Hal Roberts (Primary Source) | The Canadian Encyclopedia

Memory Project

Hal Roberts (Primary Source)

This testimony is part of the Memory Project Archive

Please be advised that Memory Project primary sources may deal with personal testimony that reflect the speaker’s recollections and interpretations of events. Individual testimony does not necessarily reflect the views of the Memory Project and Historica Canada.
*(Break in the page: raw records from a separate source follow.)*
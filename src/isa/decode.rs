//! Pure instruction decode: maps a raw 32-bit word to the control signals
//! and immediate that the ID stage latches into `IDEX_t`. Shared by the
//! pipeline's ID stage and the single-cycle model so the two can never
//! drift apart on what a given encoding means.

use crate::common::bits;
use crate::isa::opcodes::*;

/// Selects the writeback source multiplexer input, mirrors `IDEX_t.wb_sel`.
#[derive(Debug, Clone, Copy, PartialEq, Eq, Default)]
pub enum WbSel {
    #[default]
    Alu = 0,
    PcPlus4 = 1,
    Mem = 2,
    Csr = 3,
}

/// Selects the data-memory operation, mirrors `IDEX_t.mem`.
#[derive(Debug, Clone, Copy, PartialEq, Eq, Default)]
pub enum MemOp {
    #[default]
    None = 0,
    Load = 1,
    Store = 2,
}

/// CSR read-modify-write flavor for `CSRRW`/`CSRRS`/`CSRRC` and their
/// immediate variants.
#[derive(Debug, Clone, Copy, PartialEq, Eq, Default)]
pub enum CsrOp {
    #[default]
    None,
    Write,
    Set,
    Clear,
}

/// The fully-decoded control signals and fields for one instruction.
/// Everything here is stateless and derived purely from `inst`.
#[derive(Debug, Clone, Copy, PartialEq, Default)]
pub struct Decoded {
    pub opcode: u32,
    pub funct3: u32,
    pub funct7: u32,
    pub rd: u32,
    pub rs1_idx: u32,
    pub rs2_idx: u32,
    pub imm: i32,
    pub we: bool,
    pub wb_sel: WbSel,
    pub mem: MemOp,
    pub is_branch: bool,
    /// JAL/JALR: EX asserts `take_branch` unconditionally.
    pub is_jump: bool,
    pub is_auipc: bool,
    pub is_lui: bool,
    pub is_ecall: bool,
    pub is_mret: bool,
    pub csr_op: CsrOp,
    pub csr_addr: u16,
    /// CSRRWI/CSRRSI/CSRRCI: the `rs1` field is a 5-bit zero-extended
    /// immediate, not a register index.
    pub csr_uses_imm: bool,
    /// Set when no (opcode, funct3, funct7) table entry matches. The ID
    /// stage is responsible for deciding whether this should actually
    /// raise (it must not raise for the bubble NOP, which always decodes
    /// legally).
    pub illegal: bool,
}

/// Decodes `inst` into its control signals. Never panics: unrecognized
/// encodings come back with `illegal: true` and otherwise-default fields.
pub fn decode(inst: u32) -> Decoded {
    let opcode = bits::opcode(inst);
    let funct3 = bits::funct3(inst);
    let funct7 = bits::funct7(inst);
    let rd = bits::rd(inst);
    let rs1_idx = bits::rs1(inst);
    let rs2_idx = bits::rs2(inst);

    let mut d = Decoded {
        opcode,
        funct3,
        funct7,
        rd,
        rs1_idx,
        rs2_idx,
        ..Decoded::default()
    };

    match opcode {
        OPCODE_OP_IMM => {
            d.imm = bits::imm_i(inst);
            d.we = true;
            d.wb_sel = WbSel::Alu;
        }
        OPCODE_OP => {
            d.we = true;
            d.wb_sel = WbSel::Alu;
        }
        OPCODE_LOAD => {
            d.imm = bits::imm_i(inst);
            d.we = true;
            d.wb_sel = WbSel::Mem;
            d.mem = MemOp::Load;
            d.illegal = !matches!(funct3, FUNCT3_LB | FUNCT3_LH | FUNCT3_LW | FUNCT3_LBU | FUNCT3_LHU);
        }
        OPCODE_STORE => {
            d.imm = bits::imm_s(inst);
            d.mem = MemOp::Store;
            d.illegal = !matches!(funct3, FUNCT3_SB | FUNCT3_SH | FUNCT3_SW);
        }
        OPCODE_BRANCH => {
            d.imm = bits::imm_b(inst);
            d.is_branch = true;
            d.illegal = !matches!(
                funct3,
                FUNCT3_BEQ | FUNCT3_BNE | FUNCT3_BLT | FUNCT3_BGE | FUNCT3_BLTU | FUNCT3_BGEU
            );
        }
        OPCODE_LUI => {
            d.imm = bits::imm_u(inst);
            d.we = true;
            d.wb_sel = WbSel::Alu;
            d.is_lui = true;
        }
        OPCODE_AUIPC => {
            d.imm = bits::imm_u(inst);
            d.we = true;
            d.wb_sel = WbSel::Alu;
            d.is_auipc = true;
        }
        OPCODE_JAL => {
            d.imm = bits::imm_j(inst);
            d.we = true;
            d.wb_sel = WbSel::PcPlus4;
            d.is_jump = true;
        }
        OPCODE_JALR => {
            d.imm = bits::imm_i(inst);
            d.we = true;
            d.wb_sel = WbSel::PcPlus4;
            d.is_jump = true;
            d.illegal = funct3 != 0;
        }
        OPCODE_SYSTEM => decode_system(inst, funct3, &mut d),
        _ => d.illegal = true,
    }

    d
}

fn decode_system(inst: u32, funct3: u32, d: &mut Decoded) {
    if funct3 == 0 {
        let imm12 = bits::field(inst, 31, 20);
        match imm12 {
            SYSTEM_IMM_ECALL => d.is_ecall = true,
            SYSTEM_IMM_MRET => d.is_mret = true,
            _ => d.illegal = true,
        }
        return;
    }

    d.csr_addr = bits::field(inst, 31, 20) as u16;
    d.we = true;
    d.wb_sel = WbSel::Csr;
    match funct3 {
        0x1 => d.csr_op = CsrOp::Write,
        0x2 => d.csr_op = CsrOp::Set,
        0x3 => d.csr_op = CsrOp::Clear,
        0x5 => {
            d.csr_op = CsrOp::Write;
            d.csr_uses_imm = true;
        }
        0x6 => {
            d.csr_op = CsrOp::Set;
            d.csr_uses_imm = true;
        }
        0x7 => {
            d.csr_op = CsrOp::Clear;
            d.csr_uses_imm = true;
        }
        _ => d.illegal = true,
    }
}
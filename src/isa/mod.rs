//! RV32I instruction set: opcode tables, the pure decoder, ABI register
//! names, and the disassembler. Shared, unmodified, by both the pipeline
//! and the single-cycle model.

pub mod abi;
pub mod decode;
pub mod disasm;
pub mod opcodes;

pub use decode::{decode, CsrOp, Decoded, MemOp, WbSel};
pub use disasm::disassemble;
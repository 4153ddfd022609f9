//! The `Module` trait: a unit of pure combinational logic.

/// A combinational unit: reads its input ports and the `current` face of
/// any registers it owns, computes, and writes its output ports (and the
/// `next` face of any registers it owns). Must be deterministic and free
/// of side effects other than those writes.
///
/// `process` returns whether any of its output ports changed value this
/// call, so the kernel's settle loop can tell when the module graph has
/// reached a fixed point.
pub trait Module {
    fn process(&mut self) -> bool;
}
//! Exercises the host-facing error path the way a CLI or debugger
//! wrapper around this crate would: precise `SimError`s from the
//! library, aggregated with `anyhow::Context` at the call site instead
//! of matched on.

use anyhow::{Context, Result};
use rv32i_pipe_sim::{Config, Simulator};

fn load_and_run(bytes: &[u8], cycles: u64) -> Result<Simulator> {
    let mut sim = Simulator::new(Config::default());
    sim.load_instructions(bytes).context("loading program image")?;
    sim.run(cycles).context("running simulator")?;
    Ok(sim)
}

#[test]
fn host_harness_surfaces_a_readable_chain_on_oversized_image() {
    let oversized = vec![0u8; Config::default().mem_size + 4];
    let err = load_and_run(&oversized, 1).unwrap_err();
    assert!(err.to_string().contains("loading program image"));
}

#[test]
fn host_harness_runs_clean_program_without_error() {
    let addi_x1_5 = 0x0050_0093u32; // addi x1, x0, 5
    let result = load_and_run(&addi_x1_5.to_le_bytes(), 5);
    assert!(result.is_ok());
}
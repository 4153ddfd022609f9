//! EX stage: ALU, branch condition evaluation, JAL/JALR target
//! computation, effective-address computation for loads/stores, and the
//! CSR read-modify-write.

use std::cell::RefCell;
use std::rc::Rc;

use crate::core::csr::CsrFile;
use crate::core::latches::{ExMem, IdEx};
use crate::isa::decode::CsrOp;
use crate::isa::opcodes::*;
use crate::substrate::{Module, Port};

pub struct ExStage {
    pub idex: Port<IdEx>,
    pub out: Port<ExMem>,
    pub take_branch: Port<bool>,
    pub csr_fault: Port<bool>,

    csr: Rc<RefCell<CsrFile>>,
}

impl ExStage {
    pub fn new(csr: Rc<RefCell<CsrFile>>) -> Self {
        ExStage {
            idex: Port::new(IdEx::bubble()),
            out: Port::new(ExMem::bubble()),
            take_branch: Port::new(false),
            csr_fault: Port::new(false),
            csr,
        }
    }
}

/// Shared with [`crate::core::single_cycle`], which reuses this exact
/// table instead of redefining it.
pub(crate) fn alu(opcode: u32, funct3: u32, funct7: u32, a: u32, b: u32) -> u32 {
    let sub_or_sra = funct7 == FUNCT7_ALT && opcode == OPCODE_OP;
    let shift_alt = funct7 == FUNCT7_ALT; // SRLI/SRAI also use this bit
    match funct3 {
        FUNCT3_ADD_SUB if sub_or_sra => a.wrapping_sub(b),
        FUNCT3_ADD_SUB => a.wrapping_add(b),
        FUNCT3_SLL => a.wrapping_shl(b & 0x1f),
        FUNCT3_SLT => ((a as i32) < (b as i32)) as u32,
        FUNCT3_SLTU => (a < b) as u32,
        FUNCT3_XOR => a ^ b,
        FUNCT3_SRL_SRA if shift_alt => ((a as i32).wrapping_shr(b & 0x1f)) as u32,
        FUNCT3_SRL_SRA => a.wrapping_shr(b & 0x1f),
        FUNCT3_OR => a | b,
        FUNCT3_AND => a & b,
        _ => 0,
    }
}

/// Shared with [`crate::core::single_cycle`]; see [`alu`].
pub(crate) fn branch_taken(funct3: u32, rs1: u32, rs2: u32) -> bool {
    match funct3 {
        FUNCT3_BEQ => rs1 == rs2,
        FUNCT3_BNE => rs1 != rs2,
        FUNCT3_BLT => (rs1 as i32) < (rs2 as i32),
        FUNCT3_BGE => (rs1 as i32) >= (rs2 as i32),
        FUNCT3_BLTU => rs1 < rs2,
        FUNCT3_BGEU => rs1 >= rs2,
        _ => false,
    }
}

impl Module for ExStage {
    fn process(&mut self) -> bool {
        let idex = self.idex.read();
        let pc4 = (idex.pc as u32).wrapping_add(4);
        let imm_u = idex.imm as u32;

        let mut take_branch = false;
        let mut alu_res;

        match idex.opcode {
            OPCODE_BRANCH => {
                take_branch = branch_taken(idex.funct3, idex.rs1, idex.rs2);
                alu_res = (idex.pc as u32).wrapping_add(imm_u);
            }
            OPCODE_JAL => {
                take_branch = true;
                alu_res = (idex.pc as u32).wrapping_add(imm_u);
            }
            OPCODE_JALR => {
                take_branch = true;
                alu_res = idex.rs1.wrapping_add(imm_u) & !1u32;
            }
            OPCODE_LOAD | OPCODE_STORE => {
                alu_res = idex.rs1.wrapping_add(imm_u);
            }
            OPCODE_AUIPC => {
                alu_res = (idex.pc as u32).wrapping_add(imm_u);
            }
            _ if idex.is_lui => {
                alu_res = imm_u;
            }
            OPCODE_OP_IMM | OPCODE_OP => {
                let b = if idex.opcode == OPCODE_OP { idex.rs2 } else { imm_u };
                alu_res = alu(idex.opcode, idex.funct3, idex.funct7, idex.rs1, b);
            }
            _ => {
                alu_res = 0;
            }
        }

        let mut csr_fault = false;
        let mut csr_read_val = 0u32;
        let mut csr_wval = 0u32;
        if idex.csr_op != CsrOp::None {
            let operand = if idex.csr_uses_imm { idex.rs1_idx } else { idex.rs1 };
            match self.csr.borrow().read(idex.csr_addr) {
                Ok(old) => {
                    csr_read_val = old;
                    alu_res = old;
                    csr_wval = match idex.csr_op {
                        CsrOp::Write => operand,
                        CsrOp::Set => old | operand,
                        CsrOp::Clear => old & !operand,
                        CsrOp::None => old,
                    };
                }
                Err(_) => csr_fault = true,
            }
        }

        let exmem = ExMem {
            pc4,
            alu_res,
            rs2: idex.rs2,
            rd: idex.rd,
            we: idex.we,
            wb_sel: idex.wb_sel,
            mem: idex.mem,
            funct3: idex.funct3,
            take_branch,
            csr_op: idex.csr_op,
            csr_addr: idex.csr_addr,
            csr_read_val,
            csr_wval,
            faulted: csr_fault,
        };

        tracing::trace!(pc = idex.pc, alu_res, take_branch, "EX computed");

        let mut changed = false;
        changed |= self.out.write(exmem);
        changed |= self.take_branch.write(take_branch);
        changed |= self.csr_fault.write(csr_fault);
        changed
    }
}

#[cfg(test)]
mod tests {
    use super::*;
    use crate::core::csr::CsrFile;

    fn stage() -> ExStage {
        ExStage::new(Rc::new(RefCell::new(CsrFile::new(0))))
    }

    #[test]
    fn jalr_masks_low_bit_of_target() {
        let mut ex = stage();
        let mut idex = IdEx::bubble();
        idex.opcode = OPCODE_JALR;
        idex.rs1 = 5;
        idex.imm = 0;
        ex.idex.write(idex);
        ex.process();
        assert_eq!(ex.out.read().alu_res, 4);
        assert!(ex.take_branch.read());
    }

    #[test]
    fn sra_preserves_sign_across_shift_amounts() {
        for shamt in 0u32..32 {
            let a = -8i32 as u32;
            let r = alu(OPCODE_OP, FUNCT3_SRL_SRA, FUNCT7_ALT, a, shamt);
            assert_eq!(r as i32, (-8i32).wrapping_shr(shamt));
        }
    }

    #[test]
    fn sub_only_recognized_on_op_not_op_imm() {
        // OP-IMM never interprets funct7=ALT as "subtract"; there is no SUBI.
        let r = alu(OPCODE_OP_IMM, FUNCT3_ADD_SUB, FUNCT7_ALT, 10, 3);
        assert_eq!(r, 13);
    }

    #[test]
    fn branch_target_and_sequential_pc4_both_computed() {
        let mut ex = stage();
        let mut idex = IdEx::bubble();
        idex.opcode = OPCODE_BRANCH;
        idex.funct3 = FUNCT3_BEQ;
        idex.pc = 100;
        idex.imm = -4;
        idex.rs1 = 1;
        idex.rs2 = 1;
        ex.idex.write(idex);
        ex.process();
        let out = ex.out.read();
        assert!(out.take_branch);
        assert_eq!(out.alu_res, 96);
        assert_eq!(out.pc4, 104);
    }
}
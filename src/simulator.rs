//! The public facade: loads a program into the pipeline, steps/runs it,
//! and exposes the read-only inspection API a host (viewer, test
//! harness, CLI) uses instead of poking the pipeline directly.

use std::path::Path;

use tracing::info;

use crate::common::{SimError, SimResult};
use crate::config::Config;
use crate::core::pipeline::{Pipeline, PipelineSnapshot};
use crate::isa::decode::{decode, Decoded};
use crate::stats::Stats;

pub struct Simulator {
    pipeline: Pipeline,
    config: Config,
    stats: Stats,
    last_error: Option<SimError>,
}

impl Simulator {
    pub fn new(config: Config) -> Self {
        Simulator {
            pipeline: Pipeline::new(config),
            config,
            stats: Stats::new(),
            last_error: None,
        }
    }

    /// Reads `path` and writes its bytes into memory starting at address
    /// 0, little-endian RV32I instruction words with no header.
    pub fn load_binary(&mut self, path: impl AsRef<Path>) -> SimResult<()> {
        let bytes = std::fs::read(path.as_ref()).map_err(|e| SimError::InvalidBinary(e.to_string()))?;
        self.load_instructions(&bytes)
    }

    pub fn load_instructions(&mut self, bytes: &[u8]) -> SimResult<()> {
        self.pipeline.memory.borrow_mut().load_image(bytes)
    }

    pub fn reset(&mut self) {
        self.pipeline.reset();
        self.stats.reset();
        self.last_error = None;
    }

    pub fn step(&mut self) -> SimResult<()> {
        let result = self.pipeline.step();
        self.sync_stats();
        match &result {
            Ok(()) => info!(
                cycle = self.stats.cycles,
                pc = self.pipeline.pc(),
                retired = self.stats.instructions_retired,
                "cycle complete"
            ),
            Err(e) => {
                self.last_error = Some(e.clone());
                tracing::warn!(error = %e, "step failed");
            }
        }
        result
    }

    /// Steps up to `max_cycles` times, stopping early on the first
    /// error. Returns the number of cycles actually executed.
    pub fn run(&mut self, max_cycles: u64) -> SimResult<u64> {
        let mut executed = 0;
        for _ in 0..max_cycles {
            self.step()?;
            executed += 1;
        }
        Ok(executed)
    }

    pub fn run_comb_logic(&mut self) -> SimResult<()> {
        self.pipeline.run_comb_logic()
    }

    pub fn read_reg(&self, i: u32) -> u32 {
        self.pipeline.regfile.borrow().read(i)
    }

    pub fn read_pc(&self) -> u32 {
        self.pipeline.pc()
    }

    pub fn read_data_mem(&self, addr: u32, n: usize) -> SimResult<Vec<u8>> {
        Ok(self.pipeline.memory.borrow().read_bytes(addr, n)?.to_vec())
    }

    pub fn read_inst_mem(&self, addr: u32, n: usize) -> SimResult<Vec<u8>> {
        Ok(self.pipeline.memory.borrow().read_bytes(addr, n)?.to_vec())
    }

    /// Strictly decodes the instruction at `addr`, independent of the
    /// pipeline's own fetch/decode path: for a debugger or disassembler
    /// front end that wants to inspect an address without stepping the
    /// machine. Unlike a fetch inside the pipeline, a misaligned address
    /// or an unrecognized encoding is reported directly rather than
    /// turned into an architectural exception.
    pub fn decode_at(&self, addr: u32) -> SimResult<Decoded> {
        let inst = self.pipeline.memory.borrow().read_inst(addr)?;
        let d = decode(inst);
        if d.illegal {
            return Err(SimError::IllegalInstruction(inst));
        }
        Ok(d)
    }

    pub fn get_cycles(&self) -> u64 {
        self.stats.cycles
    }

    pub fn snapshot(&self) -> PipelineSnapshot {
        self.pipeline.snapshot()
    }

    pub fn stats(&self) -> &Stats {
        &self.stats
    }

    pub fn config(&self) -> &Config {
        &self.config
    }

    pub fn last_error(&self) -> Option<&SimError> {
        self.last_error.as_ref()
    }

    fn sync_stats(&mut self) {
        self.stats.cycles = self.pipeline.cycles();
        self.stats.instructions_retired = self.pipeline.instructions_retired();
        self.stats.stall_cycles = self.pipeline.stall_cycles();
        self.stats.flush_cycles = self.pipeline.flush_cycles();
    }
}

#[cfg(test)]
mod tests {
    use super::*;
    use crate::isa::opcodes::OPCODE_OP_IMM;

    fn addi(rd: u32, rs1: u32, imm: i32) -> u32 {
        (((imm as u32) & 0xfff) << 20) | (rs1 << 15) | (0 << 12) | (rd << 7) | OPCODE_OP_IMM
    }

    #[test]
    fn load_instructions_then_run_advances_cycles() {
        let mut sim = Simulator::new(Config::default());
        sim.load_instructions(&addi(1, 0, 5).to_le_bytes()).unwrap();
        sim.run(10).unwrap();
        assert_eq!(sim.get_cycles(), 10);
        assert_eq!(sim.read_reg(1), 5);
    }

    #[test]
    fn reset_clears_cycles_and_registers() {
        let mut sim = Simulator::new(Config::default());
        sim.load_instructions(&addi(1, 0, 5).to_le_bytes()).unwrap();
        sim.run(10).unwrap();
        sim.reset();
        assert_eq!(sim.get_cycles(), 0);
        assert_eq!(sim.read_reg(1), 0);
    }

    #[test]
    fn out_of_bounds_fetch_surfaces_through_step() {
        let mut sim = Simulator::new(Config { mem_size: 4, ..Config::default() });
        let err = sim.run(100);
        assert!(err.is_err());
        assert!(sim.last_error().is_some());
    }

    #[test]
    fn decode_at_rejects_unrecognized_encoding() {
        let mut sim = Simulator::new(Config::default());
        let garbage = 0b1111111u32; // opcode bits all set, no such encoding
        sim.load_instructions(&garbage.to_le_bytes()).unwrap();
        assert_eq!(sim.decode_at(0), Err(SimError::IllegalInstruction(garbage)));
    }

    #[test]
    fn decode_at_rejects_misaligned_address() {
        let sim = Simulator::new(Config::default());
        use crate::common::AccessKind;
        assert_eq!(
            sim.decode_at(2),
            Err(SimError::MisalignedAccess { kind: AccessKind::Instruction, addr: 2 })
        );
    }

    #[test]
    fn decode_at_returns_decoded_fields_for_a_known_instruction() {
        let mut sim = Simulator::new(Config::default());
        sim.load_instructions(&addi(1, 0, 5).to_le_bytes()).unwrap();
        let d = sim.decode_at(0).unwrap();
        assert!(d.we);
        assert_eq!(d.rd, 1);
    }
}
Left to right: 1939-45 Star; Atlantic Star; War Medal (1939-1945) and three medals recognizing Mr. Roberts' contribution to the Norwegian Merchant Navy.
Our job was to be up there and tank up the destroyers and cruisers in case the big boys came out.

Transcript

My name is Harold Roberts, know as Hal Roberts to all the veterans. I was born in England. I was in England of course in 1939 when England declared war on Germany. I was still in high school. I was fifteen at the time, and I had my first service with the military. I joined the LDV – the Local Defence Volunteers. That was the forerunner of what became the Home Guard later. We used to get paid very well. I used to go on guard two or three times a week, but the only problem was I used to fall asleep in school. Anyway, that was the star of it. I left school the end of 1940. I went down to Liverpool in December and registered for the British Merchant Navy. Due to the results of my medical, I did not enter the apprentice business and I ended up at the radio school, and I took the PMGs – Postmaster General Exams – and then I went to sea as a junior radio officer. I served with the British Merchant Navy first, and then in 1942 I was with the first ships around the coast of Britain, and then on the North Atlantic convoys over to this side of the world. In 1942 I joined a naval tanker – the Royal Fleet Auxiliary based at Scapa Flow – and we were involved with the so-called Murmansk Run – supplies to Russia. We were involved in the operations after the infamous PQ-17 convoy, where thirty-seven ships, only eleven got through. With our effort going up, we were involved with convoy PQ-18, and QP-14 on the way back. Our job was to be up there and tank up the destroyers and cruisers in case the big boys came out. Our operation altogether… those two convoys, there were four submarines sunk, about five damaged. Forty-one aircraft shot down, and sixteen merchant ships were lost, and one tribal class destroyer Royal Navy, HMS Somali, and our sister ship the Grey Ranger. We weren't allowed to come ashore to study or anything – we had to study at sea. When you came into port you could write an exam. I got the equivalent of my peacetime ticket. You could only sit in second class at that time. So at the end of '42, I was the Chief Radio Officer at eighteen. My second was twenty-eight, and my third was thirty-two years old. They kept me in shape, one way or the other.